2November 29, 2006 by Colin

That’s my rendition of a Death Star, built out of a Ball of Whacks – the new creativity toy/tool developed by Roger von Oech. Built from of 30 magnetic blocks, its’ geodesic shape reminds me of the Montreal Biosphere or the Hostel in the Forest (photos).
Roger sent me a complimentary Ball after I praised his books in a post on creativity. His level of engagement online, as Paul has discussed, is both startling and logical: the audience and market for truly though-provoking innovations really has moved online.
I can go on and on about Roger’s past work encouraging creativity and innovation, but I’ll let my recent experience with the Ball of Whacks say it all:
- when I have this ball on my desk, everyone – I mean everyone – who stops by plays with it.

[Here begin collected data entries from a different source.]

//! Binding generation error types.
//!
//! Generation itself never fails; only loading inputs and configuration can.

/// Errors that can occur around a binding generation run.
#[derive(Debug, thiserror::Error)]
pub enum BindError {
    /// Invalid configuration value.
    #[error("invalid configuration: {detail}")]
    InvalidConfig { detail: String },

    /// Declaration loading error.
    #[error(transparent)]
    Declarations(#[from] rktbind_core::DeclError),

    /// TOML parsing error.
    #[error("TOML parse error: {0}")]
    Toml(#[from] toml::de::Error),

    /// I/O error.
    #[error("I/O error: {0}")]
    Io(#[from] std::io::Error),
}

/// Result type alias for binding generation.
pub type Result<T> = std::result::Result<T, BindError>;
//! rktbind CLI: generate Racket FFI bindings from C declaration dumps.

mod commands;

use std::path::{Path, PathBuf};
use std::process;

use anyhow::Context;
use clap::{Parser, Subcommand};
use rktbind_ffi::GenConfig;
use tracing_subscriber::EnvFilter;

#[derive(Parser)]
#[command(name = "rktbind", version, about = "Racket FFI binding generator for C headers")]
struct Cli {
    /// Raise log verbosity (-v debug, -vv trace)
    #[arg(short, long, action = clap::ArgAction::Count, global = true)]
    verbose: u8,

    #[command(subcommand)]
    command: Commands,
}

#[derive(Subcommand)]
enum Commands {
    /// Write a template rktbind.toml
    Init {
        /// Directory to write into (default: current directory)
        dir: Option<PathBuf>,
    },
    /// Generate a binding module from a declaration dump
    Generate {
        /// Declarations in JSON form
        input: PathBuf,
        /// Configuration file (default: nearest rktbind.toml)
        #[arg(long)]
        config: Option<PathBuf>,
        /// Output file (default: stdout)
        #[arg(short, long)]
        output: Option<PathBuf>,
        /// Skip declarations whose location contains this pattern
        #[arg(long)]
        exclude: Vec<String>,
        /// Annotate each definition with its source location
        #[arg(long)]
        print_source_path: bool,
        /// Fail when any definition is left unresolved
        #[arg(long)]
        deny_unresolved: bool,
    },
}

fn main() {
    let cli = Cli::parse();

    let default_level = match cli.verbose {
        0 => "info",
        1 => "debug",
        _ => "trace",
    };
    let filter =
        EnvFilter::try_from_default_env().unwrap_or_else(|_| EnvFilter::new(default_level));
    tracing_subscriber::fmt()
        .with_env_filter(filter)
        .with_writer(std::io::stderr)
        .with_target(false)
        .init();

    let result = run(cli);
    if let Err(e) = result {
        eprintln!("error: {e:#}");
        process::exit(1);
    }
}

fn run(cli: Cli) -> anyhow::Result<()> {
    let cwd = std::env::current_dir()?;

    match cli.command {
        Commands::Init { dir } => commands::init::run(dir.as_deref().unwrap_or(&cwd)),

        Commands::Generate {
            input,
            config,
            output,
            exclude,
            print_source_path,
            deny_unresolved,
        } => {
            let (mut gen_config, base_dir) = load_config(&cwd, config.as_deref())?;
            gen_config.exclude.extend(exclude);
            gen_config.print_source_path |= print_source_path;
            commands::generate::run(
                &input,
                &gen_config,
                &base_dir,
                output.as_deref(),
                deny_unresolved,
            )
        }
    }
}

/// Load an explicit config file, or the nearest `rktbind.toml` above `cwd`,
/// or fall back to defaults. Returns the directory relative paths resolve
/// against.
fn load_config(cwd: &Path, explicit: Option<&Path>) -> anyhow::Result<(GenConfig, PathBuf)> {
    if let Some(path) = explicit {
        let config =
            GenConfig::load(path).with_context(|| format!("loading {}", path.display()))?;
        let base_dir = path
            .parent()
            .filter(|p| !p.as_os_str().is_empty())
            .map(Path::to_path_buf)
            .unwrap_or_else(|| cwd.to_path_buf());
        return Ok((config, base_dir));
    }
    match GenConfig::find_and_load(cwd)? {
        Some((config, dir)) => Ok((config, dir)),
        None => Ok((GenConfig::default(), cwd.to_path_buf())),
    }
}

#[cfg(test)]
mod integration_tests {
    use super::*;
    use rktbind_core::{CType, Declaration, DeclarationUnit};

    fn write_unit(dir: &Path, declarations: Vec<Declaration>) -> PathBuf {
        let path = dir.join("decls.json");
        let unit = DeclarationUnit::new(declarations);
        std::fs::write(&path, serde_json::to_string(&unit).unwrap()).unwrap();
        path
    }

    #[test]
    fn init_then_generate_with_discovered_config() {
        let dir = tempfile::tempdir().unwrap();
        commands::init::run(dir.path()).unwrap();

        let input = write_unit(
            dir.path(),
            vec![
                Declaration::typedef(1, "off_t", CType::named("long"))
                    .at("/usr/include/types.h:3:1"),
                Declaration::typedef(2, "handle_t", CType::named("int")).at("lib.h:1:1"),
            ],
        );
        let (config, base_dir) = load_config(dir.path(), None).unwrap();
        assert_eq!(base_dir, dir.path());

        let output = dir.path().join("out").join("bindings.rkt");
        commands::generate::run(&input, &config, &base_dir, Some(&output), false).unwrap();

        let text = std::fs::read_to_string(&output).unwrap();
        assert!(text.starts_with("#lang racket/base"));
        assert!(text.contains("(define _handle_t _int32)"));
        assert!(!text.contains("_off_t"));
    }

    #[test]
    fn explicit_config_resolves_relative_to_its_directory() {
        let dir = tempfile::tempdir().unwrap();
        let conf_dir = dir.path().join("conf");
        std::fs::create_dir_all(&conf_dir).unwrap();
        std::fs::write(conf_dir.join("pre.rkt"), ";; custom\n").unwrap();
        std::fs::write(
            conf_dir.join("custom.toml"),
            "[generate]\npreamble = \"pre.rkt\"\n",
        )
        .unwrap();

        let (config, base_dir) =
            load_config(dir.path(), Some(&conf_dir.join("custom.toml"))).unwrap();
        assert_eq!(base_dir, conf_dir);
        assert_eq!(
            config.preamble_text(&base_dir).unwrap(),
            "#lang racket/base\n\n;; custom\n"
        );
    }

    #[test]
    fn missing_config_falls_back_to_defaults() {
        let dir = tempfile::tempdir().unwrap();
        let (config, base_dir) = load_config(dir.path(), None).unwrap();
        // A config further up the real filesystem would be picked up here;
        // temp directories normally have none.
        if base_dir == dir.path() {
            assert_eq!(config, GenConfig::default());
        }
    }

    #[test]
    fn explicit_config_missing_is_an_error() {
        let dir = tempfile::tempdir().unwrap();
        let err = load_config(dir.path(), Some(&dir.path().join("absent.toml"))).unwrap_err();
        assert!(format!("{err:#}").contains("absent.toml"));
    }
}
//! `rktbind generate`: declaration dump in, binding module out.

use std::fs;
use std::io::Write;
use std::path::Path;

use anyhow::{bail, Context, Result};
use rktbind_core::DeclarationUnit;
use rktbind_ffi::{generate, GenConfig, GeneratedModule};
use tracing::debug;

/// Generate a binding module for the declarations in `input`.
///
/// The module goes to `output` (parent directories are created) or to
/// stdout. With `deny_unresolved`, an incomplete module is still written
/// but the command fails afterwards.
pub fn run(
    input: &Path,
    config: &GenConfig,
    base_dir: &Path,
    output: Option<&Path>,
    deny_unresolved: bool,
) -> Result<()> {
    let module = generate_module(input, config, base_dir)?;

    match output {
        Some(path) => {
            if let Some(parent) = path.parent().filter(|p| !p.as_os_str().is_empty()) {
                fs::create_dir_all(parent)
                    .with_context(|| format!("creating {}", parent.display()))?;
            }
            fs::write(path, &module.text)
                .with_context(|| format!("writing {}", path.display()))?;
        }
        None => {
            let mut stdout = std::io::stdout().lock();
            stdout
                .write_all(module.text.as_bytes())
                .context("writing to stdout")?;
        }
    }

    eprintln!("{}", module.report);

    if deny_unresolved && !module.report.is_complete() {
        let names: Vec<&str> = module
            .report
            .unresolved
            .iter()
            .map(|u| u.name.as_str())
            .collect();
        bail!("unresolved definitions: {}", names.join(", "));
    }
    Ok(())
}

/// Load the dump, then run the generator over it.
pub(crate) fn generate_module(
    input: &Path,
    config: &GenConfig,
    base_dir: &Path,
) -> Result<GeneratedModule> {
    let unit = DeclarationUnit::load(input)
        .with_context(|| format!("loading declarations from {}", input.display()))?;
    debug!(input = %input.display(), declarations = unit.len(), "declarations loaded");
    let preamble = config
        .preamble_text(base_dir)
        .context("reading preamble")?;
    Ok(generate(&unit, config, &preamble))
}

- when I took it home, my three kids fought to play with it.
We went on a road trip this past weekend, and the kids demanded equal time playing with the ball. One of them even brought a plastic Ikea tray so she could smash the ball and reassemble it into different shapes. If you look closely, you can see white dots where the kids wore down each individual magnetic piece as they played with the ball.
I found it remarkable that all three kids wanted to play with the ball so much – they each have their own style of learning and expression. Nevertheless, the expressive kid, the intuitive kid and the crazy kid all found different uses for von Oech’s Ball of Whacks.
This observation seems to apply in the office as well. The control freak wants to reassemble the ball. The skeptic takes it apart and reassembles it. The procrastinator tries to build a Transformer robot out of it. The lazy bastard just takes it apart and leaves all thirty pieces on the desktop. And the truly creative person uses the pieces to spell words on the side of a metal filing cabinet.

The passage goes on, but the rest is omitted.